Ca se lit comme un polar !! Et pour ceux qui en douteraient, jetez un coup d'oeil là, où vous pourrez en télécharger de très très larges extraits.
C'est aussi une excellent prolongement et complément au livre de Fred Turner "De la contre-culture à la cyberculture" auquel nous consacrerons une bonne partie du prochain Atelier Transit-City du 22 mars prochain - là, les infos - et qui revient longuement sur tous ces chantres du réseau qui aller participer d'une façon ou d'une autre à "la déréglementation des places de marché désormais en réseau" et qui "pourraient bien être les hérauts d'une révolution culturelle à venir".
Avec "6 - Le soulèvement des machines", on y est, mais dans son côté le plus obscur ... et dangereux, tant les pratiques qui y sont décrites et les crises financières et économique que cela fait peser sur le monde sont assez terrifiante
Avec "6 - Le soulèvement des machines", on y est, mais dans son côté le plus obscur ... et dangereux, tant les pratiques qui y sont décrites et les crises financières et économique que cela fait peser sur le monde sont assez terrifiante
Parmi les pages les plus étonnantes de "6", il y a celles qui décrivent les conséquences physique de cette course à la milliseconde et qui a aboutit, entre autres aux Etats-Unis, à de nouvelles logiques d'implantations de vastes fermes de serveurs part afin qu'aucun acteur du marchés ne soit défavorisé de quelques microsecondes en étant éloigné ne serait que de quelques mètres de l'unité centrale qui enregistre tous les achats et vente.
Reste que si les échanges se font aujourd'hui à la vitesse de la lumière reste "physiquement indépassable et fait qu'une information ne parviendra jamais au même moment à Londres et à New-York". Et les marchés étant aujourd'hui totalement mondialisés, certains se penchent déjà vers de nouvelles solutions afin que toutes les acteurs soient sur un vrai pied d'égalité.
"Deux chercheurs du MIT semblent avoir trouvé la solution ultime pour résoudre le problème : dans un article intitulé "Relativistic Statistical Arbitage", publié en 2010, A. D. Wissner-Gross et C. E. Freer proposent de construire des plateformes qui soient à égale distances des opérateurs de marché.
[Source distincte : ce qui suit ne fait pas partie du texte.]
/// Formats seconds as `mm:ss`. Minutes are not capped; negative and
/// non-finite inputs read `00:00`.
pub fn format_time(seconds: f64) -> String {
    if !seconds.is_finite() || seconds <= 0.0 {
        return "00:00".to_string();
    }

    let whole = seconds.floor() as u64;
    format!("{:02}:{:02}", whole / 60, whole % 60)
}
use pyo3::pymodule;

pub mod audio_engine;
pub mod colors;
pub mod messages;
pub mod persist;
pub mod state;
pub mod time;
pub mod upload;

/// The Python module implemented in Rust.
#[pymodule]
mod audiodeck_audio {
    use pyo3::prelude::*;

    #[pymodule_export]
    use super::audio_engine::Soundboard;

    /// Format seconds as `mm:ss`.
    #[pyfunction]
    fn format_time(seconds: f64) -> String {
        crate::time::format_time(seconds)
    }

    /// Whether an uploaded file is an MP3 or WAV clip.
    #[pyfunction]
    fn is_valid_upload(name: &str, media_type: &str) -> bool {
        crate::upload::is_valid_upload(name, media_type)
    }

    /// `n` pastel colours evenly spaced around the hue circle.
    #[pyfunction]
    #[pyo3(signature = (n, seed_hue=None))]
    fn generate_harmonic_palette(n: usize, seed_hue: Option<u32>) -> Vec<String> {
        crate::colors::generate_harmonic_palette(n, seed_hue)
    }

    /// `#FFFFFF` or `#000000`, whichever reads better on `background`.
    #[pyfunction]
    fn pick_accessible_text_color(background: &str) -> &'static str {
        crate::colors::pick_accessible_text_color(background)
    }
}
Ces plateformes contiendraient toutes les informations financières nécessaires, et comme la distance à parcourir pour y accéder serait la même pour tous, les algorithmes prendraient exactement le même temps pour exécuter leurs stratégies. L'article fournit une carte détaillées où des centaines de plateformes sont réparties à égale distance de tous les marchés mondiaux. Certaines d'entre elles se trouvent en plein milieu des océans, et comme il est probable que, si le projet voit le jour, la technologie utilisée pour transmettre l'information soit les micro-ondes, il n'est pas impossible que les marchés du futurs deviennent des îles perdues dans les océans.
L'avenir du trading à haute fréquence repose sur des archipels de machines éparpillés dans le monde entier.
(...) "Qu'est-ce que c'est que ce truc ?", demandera le petit fils d'un riche retraité américain lorsqu'un bateau de plaisance croisera une île artificielle bourrée de technologie ultramodernes. "C'est la bourse", répondra le grand -père, avant que peut-être qu'un algorithme sauvage ne réduise sa pension de retraite à néant." (...)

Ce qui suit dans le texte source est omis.